The Trust actively campaigns in support of various causes. It has issued a statement signed by over 35 scientists asking the WHO to condemn homeopathy for diseases such as HIV.

== Reception ==

Sense about Science and their publications have been cited a number of times in the popular press,
most notably for encouraging celebrities and the public to think critically about scientific claims,
criticizing marketing unsupported by research,
decrying the unsubstantiated claims of homeopathy,
supporting genetically modified crops,
criticising "do-it-yourself" health testing,
denouncing detox products,
warning against "miracle cures",
and promoting public understanding of peer review.
They have received positive coverage in publications from the Royal Society
and the U.S. National Science Foundation,
and in the writings of scientists such as Ben Goldacre and Steven Novella.

Lord Taverne, chairman of Sense About Science, has criticised campaigns to ban plastic bags as counter-productive and being based on "bad science".

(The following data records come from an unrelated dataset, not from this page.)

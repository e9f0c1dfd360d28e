// Copyright (c) Facebook, Inc. and its affiliates.
//
// This source code is licensed under the MIT license found in the
// LICENSE file in the root directory of this source tree.

use crate::errors::AnalysisError;
use crate::expression::{Expression, ExpressionKind};
use crate::object_map::ObjectMap;
use crate::types::{Namespace, Type};
use crate::value_set::ValueSet;

use log::debug;
use log_derive::logfn_inputs;
use mirai_annotations::*;
use serde::{Deserialize, Serialize};
use std::collections::HashSet;
use std::rc::Rc;

/// The statements of the intermediate representation that the value set can interpret.
#[derive(Serialize, Deserialize, Clone, Debug, Eq, PartialEq)]
pub enum Statement {
    Block {
        statements: Vec<Statement>,
    },
    Assign {
        lhs: Rc<Expression>,
        rhs: Rc<Expression>,
    },
    /// Initialization of a declared variable.
    Init {
        lhs: Rc<Expression>,
        rhs: Rc<Expression>,
    },
    /// Declares a variable, which starts out without a valid value.
    Decl {
        symbol: Rc<Expression>,
    },
    /// An expression evaluated for its side effects.
    Expression {
        expression: Rc<Expression>,
    },
    Free {
        pointer: Rc<Expression>,
    },
    Printf {
        arguments: Vec<Rc<Expression>>,
    },
    Return {
        value: Option<Rc<Expression>>,
    },
    Asm,
    CppDelete {
        pointer: Rc<Expression>,
    },
    CppDeleteArray {
        pointer: Rc<Expression>,
    },
    /// A call of the named function. Calls are interpreted by do_function_call and
    /// do_end_function, which need to bracket the analysis of the callee.
    FunctionCall {
        lhs: Option<Rc<Expression>>,
        function: Rc<str>,
        arguments: Vec<Option<Rc<Expression>>>,
    },
}

impl Statement {
    /// A short name for the kind of statement, for use in diagnostics.
    pub fn kind_name(&self) -> &'static str {
        match self {
            Statement::Block { .. } => "block",
            Statement::Assign { .. } => "assign",
            Statement::Init { .. } => "init",
            Statement::Decl { .. } => "decl",
            Statement::Expression { .. } => "expression",
            Statement::Free { .. } => "free",
            Statement::Printf { .. } => "printf",
            Statement::Return { .. } => "return",
            Statement::Asm => "asm",
            Statement::CppDelete { .. } => "cpp_delete",
            Statement::CppDeleteArray { .. } => "cpp_delete[]",
            Statement::FunctionCall { .. } => "function_call",
        }
    }
}

/// Statements
impl ValueSet {
    /// Updates the state to reflect the execution of the given statement.
    #[logfn_inputs(TRACE)]
    pub fn apply_code(&mut self, code: &Statement, ns: &dyn Namespace) -> Result<(), AnalysisError> {
        match code {
            Statement::Block { statements } => {
                for statement in statements.iter() {
                    self.apply_code(statement, ns)?;
                }
                Ok(())
            }
            Statement::Assign { lhs, rhs } | Statement::Init { lhs, rhs } => {
                self.assign(lhs, rhs, ns, false)
            }
            Statement::Decl { symbol } => {
                precondition!(matches!(symbol.kind, ExpressionKind::Symbol { .. }));
                let invalid = Expression::invalid(symbol.ty.clone());
                self.assign(symbol, &invalid, ns, false)
            }
            Statement::Expression { .. }
            | Statement::Printf { .. }
            | Statement::Asm
            | Statement::CppDelete { .. }
            | Statement::CppDeleteArray { .. } => {
                // Nothing that a pointer could observe.
                Ok(())
            }
            Statement::Free { pointer } => {
                self.do_free(pointer, ns);
                Ok(())
            }
            Statement::Return { value } => {
                if let Some(value) = value {
                    let return_value = Expression::return_value(value.ty.clone());
                    self.assign(&return_value, value, ns, false)?;
                }
                Ok(())
            }
            Statement::FunctionCall { .. } => Err(AnalysisError::UnexpectedStatement {
                kind: code.kind_name(),
            }),
        }
    }

    /// Records that the heap objects the pointer may point to may have been freed.
    /// Every location that may point to one of the freed allocation sites is updated, not
    /// just the operand, since there may be other aliases of the freed object.
    #[logfn_inputs(TRACE)]
    pub fn do_free(&mut self, pointer: &Rc<Expression>, ns: &dyn Namespace) {
        let value_set = self.get_value_set_map(pointer, ns);

        let mut to_mark: HashSet<Option<usize>> = HashSet::new();
        for (n, _) in value_set.iter() {
            let object = self.objects().object(n);
            if let ExpressionKind::DynamicObject {
                instance, invalid, ..
            } = &object.kind
            {
                if !*invalid {
                    to_mark.insert(*instance);
                }
            }
        }
        if to_mark.is_empty() {
            return;
        }

        // The pointer may be one of several aliases, only some of which were freed on this
        // path, so the objects become unknown rather than invalid.
        let mut updates = Vec::new();
        for (path, object_map) in self.entries() {
            let mut new_object_map = ObjectMap::new();
            let mut changed = false;
            for (n, offset) in object_map.iter() {
                let object = self.objects().object(n);
                match &object.kind {
                    ExpressionKind::DynamicObject { instance, .. } if to_mark.contains(instance) => {
                        let freed = Expression::new(
                            ExpressionKind::DynamicObject {
                                instance: *instance,
                                invalid: false,
                                unknown: true,
                            },
                            object.ty.clone(),
                        );
                        self.insert_object(&mut new_object_map, &freed, offset);
                        changed = true;
                    }
                    _ => {
                        new_object_map.insert(n, offset);
                    }
                }
            }
            if changed {
                updates.push((path.clone(), new_object_map));
            }
        }
        debug!("free updates {} locations", updates.len());
        for (path, object_map) in updates {
            self.set_entry(path, object_map);
        }
    }

    /// Binds the actual arguments of a call to the formal parameters of the callee.
    /// The actuals are first copied into dummy arguments and only then into the formals, so
    /// that an actual that mentions a formal of the callee (as in a recursive call) sees the
    /// value it had before the call. A missing actual has an unknown value.
    #[logfn_inputs(TRACE)]
    pub fn do_function_call(
        &mut self,
        function: &str,
        arguments: &[Option<Rc<Expression>>],
        ns: &dyn Namespace,
    ) -> Result<(), AnalysisError> {
        let parameters = match ns.lookup_function(function).map(|ty| ns.follow(&ty)) {
            Some(ty) => match ty.as_ref() {
                Type::Code { parameters, .. } => parameters.clone(),
                _ => {
                    return Err(AnalysisError::UnknownFunction {
                        name: Rc::from(function),
                    })
                }
            },
            None => {
                return Err(AnalysisError::UnknownFunction {
                    name: Rc::from(function),
                })
            }
        };

        for (i, argument) in arguments.iter().enumerate() {
            let argument = match argument {
                Some(argument) => argument.clone(),
                None => match parameters.get(i) {
                    Some(parameter) => Expression::unknown(parameter.ty.clone()),
                    None => {
                        debug!("ignoring missing variadic argument {} of {}", i, function);
                        continue;
                    }
                },
            };
            let dummy = Expression::dummy_argument(i, argument.ty.clone());
            // Each call gets fresh dummies.
            self.assign(&dummy, &argument, ns, false)?;
        }

        for (i, parameter) in parameters.iter().enumerate() {
            let name = match &parameter.name {
                Some(name) => name,
                None => continue,
            };
            let formal = Expression::symbol(name, parameter.ty.clone());
            let actual = if i < arguments.len() {
                Expression::dummy_argument(i, parameter.ty.clone())
            } else {
                Expression::unknown(parameter.ty.clone())
            };
            self.assign(&formal, &actual, ns, true)?;
        }
        Ok(())
    }

    /// Copies the value returned by the callee into the receiver of the call result.
    #[logfn_inputs(TRACE)]
    pub fn do_end_function(
        &mut self,
        lhs: Option<&Rc<Expression>>,
        ns: &dyn Namespace,
    ) -> Result<(), AnalysisError> {
        if let Some(lhs) = lhs {
            let return_value = Expression::return_value(lhs.ty.clone());
            self.assign(lhs, &return_value, ns, false)?;
        }
        Ok(())
    }
}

Anti-genetic-modification campaigners and academics have criticised Sense About Science for what they view as a failure to disclose industry connections of some advisers,
and Private Eye reported that it had seen a draft of the Making Sense of GM guide that included Monsanto Company's former director of scientific affairs as an author.
Tracey Brown, managing director of Sense About Science, rebutted these claims on the Science about Science website.

Homeopath Peter Fisher criticised Sense About Science, who have been working closely with NHS primary care trusts on the issue of funding for homeopathy, for being funded by the pharmaceutical industry; Sense About Science responded in a statement to Channel 4 News that "Peter Fisher's desperate comments show about as much grasp of reality as the homeopathic medicine he sells."

A 2016 piece in The Intercept was critical of Sense About Science's data on and support for flame retardant chemicals.